New Zealand has a long history of people making amazing things in their sheds, garages and workplaces. However, it has been difficult to find the people doing the making, unless you were directly involved you might not know what is going on in your own neighbourhood – not to mention the next town or city down the track.
In 2010, Richard Fortune set about learning more about 3D fabrication. After setting up Makers.org.nz (MoNZ), he started a group in Wellington to meet like-minded people with whom he could share battle stories.
As it turned out, there were quite a few people who were keen on discussing 3D projects with each other – the Wellington Makers Meet-up was borne (via http://meetup.com).

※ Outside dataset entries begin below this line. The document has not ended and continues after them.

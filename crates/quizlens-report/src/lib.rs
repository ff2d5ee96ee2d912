//! Report output for quizlens: JSON persistence and Markdown rendering.

pub mod json;
pub mod markdown;

pub use json::{load_json, save_json};
pub use markdown::{render_markdown, write_markdown};
//! Markdown report rendering.

use std::path::Path;

use anyhow::{Context, Result};

use quizlens_core::model::{BloomLevel, DifficultyLevel};
use quizlens_core::report::AnalysisReport;

/// Longest question excerpt shown in the per-question table.
const EXCERPT_CHARS: usize = 80;

/// Escape characters that would break a Markdown table cell.
fn cell(s: &str) -> String {
    s.replace('\\', "\\\\")
        .replace('|', "\\|")
        .replace('\n', " ")
}

fn excerpt(text: &str) -> String {
    if text.chars().count() <= EXCERPT_CHARS {
        text.to_string()
    } else {
        let cut: String = text.chars().take(EXCERPT_CHARS - 3).collect();
        format!("{}...", cut.trim_end())
    }
}

/// Render the report as a Markdown document.
pub fn render_markdown(report: &AnalysisReport) -> String {
    let mut md = String::new();

    md.push_str("# Question quality report\n\n");
    md.push_str(&format!("**Overall assessment:** {}\n\n", report.summary()));
    md.push_str(&format!(
        "| Questions | Clarity score | Verdict |\n|-----------|---------------|---------|\n| {} | {}/100 | {} |\n\n",
        report.question_count, report.clarity_score, report.clarity_verdict
    ));

    md.push_str("## Difficulty\n\n");
    md.push_str("| Level | Count | Percent |\n|-------|-------|---------|\n");
    for level in DifficultyLevel::ALL {
        let share = report.difficulty.get(level);
        md.push_str(&format!("| {level} | {} | {}% |\n", share.count, share.percent));
    }
    md.push('\n');

    md.push_str("## Bloom's taxonomy\n\n");
    md.push_str("| Level | Count |\n|-------|-------|\n");
    for level in BloomLevel::ALL {
        md.push_str(&format!("| {level} | {} |\n", report.bloom.get(level)));
    }
    md.push('\n');

    if !report.findings.is_empty() {
        md.push_str("## Clarity findings\n\n");
        md.push_str("| Issue | Questions | Guidance |\n|-------|-----------|----------|\n");
        for f in &report.findings {
            let ordinals: Vec<String> = f.ordinals.iter().map(|o| o.to_string()).collect();
            md.push_str(&format!(
                "| `{}` | {} ({}) | {} |\n",
                f.kind,
                f.occurrences,
                ordinals.join(", "),
                cell(&f.guidance)
            ));
        }
        md.push('\n');
    }

    let strengths: Vec<_> = report.strengths().collect();
    if !strengths.is_empty() {
        md.push_str("## Strengths\n\n");
        for i in strengths {
            md.push_str(&format!("- {}\n", i.message));
        }
        md.push('\n');
    }

    let improvements: Vec<_> = report.improvements().collect();
    if !improvements.is_empty() {
        md.push_str("## Improvement areas\n\n");
        for i in improvements {
            md.push_str(&format!("- {}\n", i.message));
        }
        md.push('\n');
    }

    md.push_str("## Questions\n\n");
    md.push_str("| # | Question | Difficulty | Bloom | Clarity | Issues |\n");
    md.push_str("|---|----------|------------|-------|---------|--------|\n");
    for a in &report.annotations {
        let bloom = if a.bloom.low_confidence {
            format!("{}?", a.bloom.level)
        } else {
            a.bloom.level.to_string()
        };
        let issues: Vec<String> = a.clarity.issues.iter().map(|i| i.kind.to_string()).collect();
        md.push_str(&format!(
            "| {} | {} | {} ({}) | {} | {} | {} |\n",
            a.question.ordinal,
            cell(&excerpt(&a.question.text)),
            a.difficulty.level,
            a.difficulty.score,
            bloom,
            a.clarity.score,
            if issues.is_empty() {
                "-".to_string()
            } else {
                issues.join(", ")
            }
        ));
    }

    md
}

/// Render and write the report to `path`, creating parent directories.
pub fn write_markdown(report: &AnalysisReport, path: &Path) -> Result<()> {
    if let Some(parent) = path.parent() {
        std::fs::create_dir_all(parent)
            .with_context(|| format!("failed to create {}", parent.display()))?;
    }
    std::fs::write(path, render_markdown(report))
        .with_context(|| format!("failed to write report to {}", path.display()))
}
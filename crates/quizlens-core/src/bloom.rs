//! Bloom's-taxonomy classification.
//!
//! Cue phrases are matched case-insensitively as whole words over the full
//! question text. When cues from several levels match, the highest level
//! wins: the label reflects the hardest skill the question demands. When
//! nothing matches, the configured default level is used and the label is
//! marked low-confidence.

use std::sync::LazyLock;

use regex::Regex;
use serde::{Deserialize, Serialize};

use crate::lexicon::{cue_regex, distinct_matches};
use crate::model::{AnalysisOptions, BloomLevel, Question};

/// Cue table in taxonomy order. Entries are regex fragments; multi-word cues
/// use `\s+` between words. Verb inflections follow the difficulty cue table.
pub const BLOOM_CUES: &[(BloomLevel, &[&str])] = &[
    (
        BloomLevel::Remember,
        &[
            r"defin(?:e|es|ed|ition)",
            r"list",
            r"recall",
            r"name",
            r"state",
            r"identify",
            r"label",
            r"memori[sz]e",
            r"recogni[sz]e",
            r"match",
            r"what\s+is",
            r"who\s+(?:was|is|were)",
            r"when\s+did",
        ],
    ),
    (
        BloomLevel::Understand,
        &[
            r"explain(?:s|ed|ing)?",
            r"summari[sz](?:e|es|ed|ing)",
            r"describ(?:e|es|ed|ing)",
            r"interpret(?:s|ed|ing)?",
            r"classif(?:y|ies|ied|ying)",
            r"paraphras(?:e|es|ed|ing)",
            r"discuss(?:es|ed|ing)?",
            r"outlin(?:e|es|ed|ing)",
            r"illustrat(?:e|es|ed|ing)",
            r"in\s+your\s+own\s+words",
            r"what\s+is\s+meant\s+by",
            r"why\s+(?:does|do|is|are)",
        ],
    ),
    (
        BloomLevel::Apply,
        &[
            r"appl(?:y|ies|ied|ying)",
            // "used" is left out: "what is X used for" asks for recall.
            r"use|using",
            r"solv(?:e|es|ed|ing)",
            r"calculat(?:e|es|ed|ing)",
            r"comput(?:e|es|ed|ing)",
            r"demonstrat(?:e|es|ed|ing)",
            r"implement(?:s|ed|ing)?",
            r"execute",
            r"determine",
            r"show\s+how",
            r"how\s+would\s+you\s+use",
        ],
    ),
    (
        BloomLevel::Analyze,
        &[
            r"analy[sz](?:e|es|ed|ing|is)",
            r"compar(?:e|es|ed|ing|ison)",
            r"contrast(?:s|ed|ing)?",
            r"differentiat(?:e|es|ed|ing)",
            r"distinguish(?:es|ed|ing)?",
            r"examin(?:e|es|ed|ing)",
            r"categori[sz](?:e|es|ed|ing)",
            r"investigat(?:e|es|ed|ing)",
            r"break\s+down",
            r"relationship\s+between",
        ],
    ),
    (
        BloomLevel::Evaluate,
        &[
            r"evaluat(?:e|es|ed|ing|ion)",
            r"justif(?:y|ies|ied|ying|ication)",
            r"critiqu(?:e|es|ed|ing)",
            r"assess(?:es|ed|ing|ment)?",
            r"judg(?:e|es|ed|ing)",
            r"defend(?:s|ed|ing)?",
            r"argu(?:e|es|ed|ing)",
            r"apprais(?:e|es|ed|ing)",
            r"recommend(?:s|ed|ing)?",
            r"to\s+what\s+extent",
        ],
    ),
    (
        BloomLevel::Create,
        &[
            r"design(?:s|ed|ing)?",
            r"creat(?:e|es|ed|ing)",
            r"formulat(?:e|es|ed|ing)",
            r"construct",
            r"develop",
            r"compose",
            r"invent(?:s|ed|ing)?",
            r"propos(?:e|es|ed|ing)",
            r"devis(?:e|es|ed|ing)",
            r"plan(?:s|ned|ning)?",
            r"generat(?:e|es|ed|ing)",
            r"hypothesi[sz](?:e|es|ed|ing)",
        ],
    ),
];

static COMPILED_CUES: LazyLock<Vec<(BloomLevel, Regex)>> = LazyLock::new(|| {
    BLOOM_CUES
        .iter()
        .filter_map(|(level, patterns)| match cue_regex(patterns) {
            Ok(re) => Some((*level, re)),
            Err(e) => {
                tracing::error!(level = %level, error = %e, "skipping invalid Bloom cue pattern");
                None
            }
        })
        .collect()
});

/// Cognitive-level label for one question.
#[derive(Debug, Clone, PartialEq, Eq, Serialize, Deserialize)]
pub struct BloomLabel {
    pub level: BloomLevel,
    /// Cue phrases that selected `level`, lowercased, in order of appearance.
    #[serde(default)]
    pub matched_cues: Vec<String>,
    /// Every level that had at least one cue, lowest first.
    #[serde(default)]
    pub candidate_levels: Vec<BloomLevel>,
    /// No cue matched and `level` is the configured default.
    #[serde(default)]
    pub low_confidence: bool,
}

/// Classify a question's cognitive level.
pub fn classify(question: &Question, options: &AnalysisOptions) -> BloomLabel {
    let mut best: Option<(BloomLevel, Vec<String>)> = None;
    let mut candidate_levels = Vec::new();

    // Ascending table order, so later matches are always higher levels.
    for (level, re) in COMPILED_CUES.iter() {
        let matches = distinct_matches(re, &question.text);
        if !matches.is_empty() {
            candidate_levels.push(*level);
            best = Some((*level, matches));
        }
    }

    match best {
        Some((level, matched_cues)) => BloomLabel {
            level,
            matched_cues,
            candidate_levels,
            low_confidence: false,
        },
        None => BloomLabel {
            level: options.bloom_default_level,
            matched_cues: Vec::new(),
            candidate_levels,
            low_confidence: true,
        },
    }
}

Projects began with the crowd-sourcing of funds for a Makerbot MK6 3D printer, and with that the maker meet-ups took on a new dimension. Members shared 3D printing tips and members of the public got to use the machine at no cost.
In the first year alone, 90 people got to use the printer and learn more about the technology.
In 2011 MoNZ focused on setting up a Makerspace, so that members had a dedicated place to meet. Since then, Wellington has seen the establishment of the Wellington Makerspace, a design studio/makerspace focusing on teaching younger makers how to create.
In parallel with this, MoNZ established links with maker-spaces in other parts of New Zealand.
Universities were the next obvious connection, with students in two faculties studying product design in Wellington, making connections with area specialists made perfect sense.
Becoming part of New Zealand’s first university-based maker society, the League of Makers, the Colab181 group, began working on projects together.
It wasn’t long before they were building 3D printers themselves, mainly of the open-source RepRap variety, from there the sky was the limit; DIY laser cutters, desktop CNC machines, 3D printed lathes, roto-molders and all sorts of fun contraptions.
Such is the strength of the maker movement in New Zealand that in 2012 Massey University invested in setting up the first Fablab in Australasia. And that same year hosted the world FAB8 event, with participants travelling from all over the world to share digital fabrication techniques and projects.
Also in 2012, MoNZ sponsored the development of the MakerCrate, a Makerspace in a shipping container, that could be reproduced anywhere in the globe for under US$15,000, which could serve to establish a viable maker community anywhere.
The MakerCrate is currently deployed in Christchurch, acting as a hub for Maker activity.